Pyongyang Touch
- Manufacturer: Local vendor
- Type: Smartphone
- First released: 2014
- Compatible networks: 2G GSM 3G UMTS
- Operating system: Android Oreo (latest version used in Pyongyang 2428)
- CPU: Mediatek MT6575 SoC MT6575: Core, 40nm ARM Cortex-A9 1GHz CPU
- GPU: IT PowerVR SGX531
- Memory: 8GB RAM
- Storage: 32GB
- Battery: 1,450 mAh
- Rear camera: 2 megapixel
- Front camera: 2 megapixel
- Data inputs: Multi-touch, capacitive touchscreen Push buttons
- Other: FM Radio supports with headphone jack

= Pyongyang Touch =

North Korean smartphone line

The Pyongyang Touch (평양 타치) is a line of smartphone, with its first version launched in North Korea in 2014 and likely produced by the Chinese company Uniscope. It is named after the capital of the country, Pyongyang. Not much is known about the technical data, but the phone is believed to run a modified version of Android. Externally, it resembles the iPhone 3G and is available in white, pink, and blue. Since access to the Internet is denied to a large part of the population in North Korea, there is only access to the Intranet Kwangmyong.

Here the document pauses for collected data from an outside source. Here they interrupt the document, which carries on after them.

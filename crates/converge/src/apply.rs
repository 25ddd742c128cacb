//! Idempotent applier.
//!
//! Each desired object is stamped with ownership metadata and upserted:
//! created when absent, merged and replaced when the merge changes anything,
//! left alone otherwise. Outcomes are classified per object; one object's
//! failure never aborts the batch.

use std::{sync::Arc, time::Duration};

use kube::api::DynamicObject;
use serde_json::Value;
use thiserror::Error;
use tracing::instrument;

use crate::{
	backend::{BackendError, Deadline, ResourceBackend},
	kind::ResourceKind,
	merge::{MergeError, MergePolicies},
	object::{DesiredObject, ObjectKey},
	pool::BoundedPool,
	scope::{OwnershipScope, StampError},
	status::error_chain,
};

/// Errors that can occur while applying a single object.
#[derive(Debug, Error)]
pub enum ApplyError {
	#[error("stamping ownership")]
	Stamp(#[source] StampError),

	#[error("live object is controlled by {kind} {name}")]
	OwnedByOther { kind: String, name: String },

	#[error("merging live object")]
	Merge(#[source] MergeError),

	#[error("converting object")]
	Serialization(#[source] serde_json::Error),

	#[error("{operation} failed")]
	Backend {
		operation: &'static str,
		#[source]
		source: BackendError,
	},

	#[error("still conflicting after {attempts} attempts")]
	ConflictRetriesExhausted {
		attempts: u32,
		#[source]
		source: BackendError,
	},

	#[error("apply task panicked: {0}")]
	TaskPanicked(String),
}

/// Result of applying one desired object.
#[derive(Debug)]
pub enum ApplyOutcome {
	Created { uid: String },
	Updated { uid: String },
	Unchanged { uid: String },
	Failed(ApplyError),
}

impl ApplyOutcome {
	/// Uid of the object now in the backend, `None` for failures.
	pub fn uid(&self) -> Option<&str> {
		match self {
			ApplyOutcome::Created { uid }
			| ApplyOutcome::Updated { uid }
			| ApplyOutcome::Unchanged { uid } => Some(uid.as_str()).filter(|uid| !uid.is_empty()),
			ApplyOutcome::Failed(_) => None,
		}
	}

	pub fn is_failed(&self) -> bool {
		matches!(self, ApplyOutcome::Failed(_))
	}

	fn label(&self) -> &'static str {
		match self {
			ApplyOutcome::Created { .. } => "created",
			ApplyOutcome::Updated { .. } => "updated",
			ApplyOutcome::Unchanged { .. } => "unchanged",
			ApplyOutcome::Failed(_) => "failed",
		}
	}
}

/// Outcome of one desired object, keyed by where it was placed.
#[derive(Debug)]
pub struct ApplyReport {
	pub key: ObjectKey,
	pub outcome: ApplyOutcome,
}

/// Bounded retry of the read-merge-write cycle on optimistic-concurrency
/// conflicts.
#[derive(Debug, Clone, Copy, PartialEq, Eq)]
pub struct ConflictRetry {
	/// Extra attempts after the first one.
	pub retries: u32,
	pub initial_backoff: Duration,
}

impl Default for ConflictRetry {
	fn default() -> Self {
		Self {
			retries: 5,
			initial_backoff: Duration::from_millis(10),
		}
	}
}

impl ConflictRetry {
	pub fn backoff(&self, attempt: u32) -> Duration {
		self.initial_backoff
			.saturating_mul(2u32.saturating_pow(attempt))
	}
}

enum AttemptError {
	Conflict(BackendError),
	Fatal(ApplyError),
}

fn classify(operation: &'static str) -> impl FnOnce(BackendError) -> AttemptError {
	move |source| {
		if source.is_conflict() {
			AttemptError::Conflict(source)
		} else {
			AttemptError::Fatal(ApplyError::Backend { operation, source })
		}
	}
}

fn uid_of(object: &DynamicObject) -> String {
	object.metadata.uid.clone().unwrap_or_default()
}

/// Applies desired objects against a backend.
pub struct Applier<B> {
	backend: Arc<B>,
	policies: Arc<MergePolicies>,
	retry: ConflictRetry,
}

impl<B> Clone for Applier<B> {
	fn clone(&self) -> Self {
		Self {
			backend: self.backend.clone(),
			policies: self.policies.clone(),
			retry: self.retry,
		}
	}
}

impl<B: ResourceBackend + 'static> Applier<B> {
	pub fn new(backend: Arc<B>, policies: Arc<MergePolicies>) -> Self {
		Self {
			backend,
			policies,
			retry: ConflictRetry::default(),
		}
	}

	#[must_use]
	pub fn with_conflict_retry(mut self, retry: ConflictRetry) -> Self {
		self.retry = retry;
		self
	}

	/// Apply one desired object on behalf of `scope`.
	#[instrument(skip_all, fields(
		kind = %desired.kind(),
		name = %desired.name(),
		namespace = %desired.key_in(scope.namespace()).namespace(),
	))]
	pub async fn apply(
		&self,
		scope: &OwnershipScope,
		desired: &DesiredObject,
		deadline: Deadline,
	) -> ApplyOutcome {
		let outcome = match self.try_apply(scope, desired, deadline).await {
			Ok(outcome) => outcome,
			Err(error) => ApplyOutcome::Failed(error),
		};

		match &outcome {
			ApplyOutcome::Failed(error) => {
				tracing::error!(error = %error_chain(error), "apply failed");
			}
			other => {
				tracing::debug!(outcome = other.label(), uid = other.uid().unwrap_or_default(), "applied");
			}
		}
		outcome
	}

	/// Apply every desired object with at most `concurrency` in flight.
	///
	/// Returns once all objects have settled, one report per desired object.
	pub async fn apply_all(
		&self,
		scope: Arc<OwnershipScope>,
		desired: Vec<DesiredObject>,
		concurrency: usize,
		deadline: Deadline,
	) -> Vec<ApplyReport> {
		let mut pool = BoundedPool::new(concurrency);

		for object in desired {
			let key = object.key_in(scope.namespace());
			let applier = self.clone();
			let scope = scope.clone();
			let report_key = key.clone();
			pool.spawn(key, async move {
				let outcome = applier.apply(&scope, &object, deadline).await;
				ApplyReport {
					key: report_key,
					outcome,
				}
			});
		}

		pool.join()
			.await
			.into_iter()
			.map(|joined| {
				joined.unwrap_or_else(|panicked| {
					tracing::error!(key = %panicked.key, error = %panicked.message, "apply task panicked");
					ApplyReport {
						key: panicked.key,
						outcome: ApplyOutcome::Failed(ApplyError::TaskPanicked(panicked.message)),
					}
				})
			})
			.collect()
	}

	async fn try_apply(
		&self,
		scope: &OwnershipScope,
		desired: &DesiredObject,
		deadline: Deadline,
	) -> Result<ApplyOutcome, ApplyError> {
		let kind = desired.kind();
		let mut stamped = desired.object().clone();
		scope.stamp(kind, &mut stamped).map_err(ApplyError::Stamp)?;
		let desired_value = serde_json::to_value(&stamped).map_err(ApplyError::Serialization)?;

		let mut attempt = 0;
		loop {
			match self
				.upsert(scope, kind, &stamped, &desired_value, deadline)
				.await
			{
				Ok(outcome) => return Ok(outcome),
				Err(AttemptError::Fatal(error)) => return Err(error),
				Err(AttemptError::Conflict(source)) => {
					if attempt >= self.retry.retries {
						return Err(ApplyError::ConflictRetriesExhausted {
							attempts: attempt + 1,
							source,
						});
					}
					let backoff = self.retry.backoff(attempt);
					attempt += 1;
					tracing::debug!(attempt, backoff_ms = backoff.as_millis(), error = %source, "conflict, retrying");
					tokio::time::sleep(backoff).await;
				}
			}
		}
	}

	async fn upsert(
		&self,
		scope: &OwnershipScope,
		kind: &ResourceKind,
		stamped: &DynamicObject,
		desired_value: &Value,
		deadline: Deadline,
	) -> Result<ApplyOutcome, AttemptError> {
		let namespace = stamped.metadata.namespace.as_deref();
		let name = stamped.metadata.name.as_deref().unwrap_or_default();

		let live = deadline
			.run(self.backend.get(kind, namespace, name))
			.await
			.map_err(|source| AttemptError::Fatal(ApplyError::Backend { operation: "get", source }))?;

		let Some(live) = live else {
			let created = deadline
				.run(self.backend.create(kind, stamped))
				.await
				.map_err(classify("create"))?;
			return Ok(ApplyOutcome::Created {
				uid: uid_of(&created),
			});
		};

		if let Some(other) = scope.foreign_controller(&live.metadata) {
			return Err(AttemptError::Fatal(ApplyError::OwnedByOther {
				kind: other.kind.clone(),
				name: other.name.clone(),
			}));
		}

		let live_value = serde_json::to_value(&live)
			.map_err(|e| AttemptError::Fatal(ApplyError::Serialization(e)))?;
		let mut merged = live_value.clone();
		self.policies
			.for_kind(kind)
			.merge(&mut merged, desired_value)
			.map_err(|e| AttemptError::Fatal(ApplyError::Merge(e)))?;

		if merged == live_value {
			return Ok(ApplyOutcome::Unchanged { uid: uid_of(&live) });
		}

		let merged: DynamicObject = serde_json::from_value(merged)
			.map_err(|e| AttemptError::Fatal(ApplyError::Serialization(e)))?;
		let updated = deadline
			.run(self.backend.replace(kind, &merged))
			.await
			.map_err(classify("replace"))?;
		Ok(ApplyOutcome::Updated {
			uid: uid_of(&updated),
		})
	}
}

It is particularly popular among the younger population, according to Choson Sinbo.

==Models==
===Pyongyang 2418===

The device has a "panorama" function and had a flashlight app as default. The user can use Photoshop to edit photos they take with the phone's camera. The phone also offers medical self-diagnosis services and scientific agricultural apps.

===Pyongyang 2421===

The device included a security feature that did not work properly.

===Pyongyang 2423===

The device is able to make Word documents, Excel files and PowerPoints. According to a report by The Stimson Center, the device (along with the Pyongyang 2413) has been jailbroken by North Korean citizens to circumvent surveillance measures and media restrictions on the devices.

===Pyongyang 2425===

The device includes wireless charging, an advanced camera, and facial recognition.

===Pyongyang 2428===
The device uses Android 8.1 as its operating system.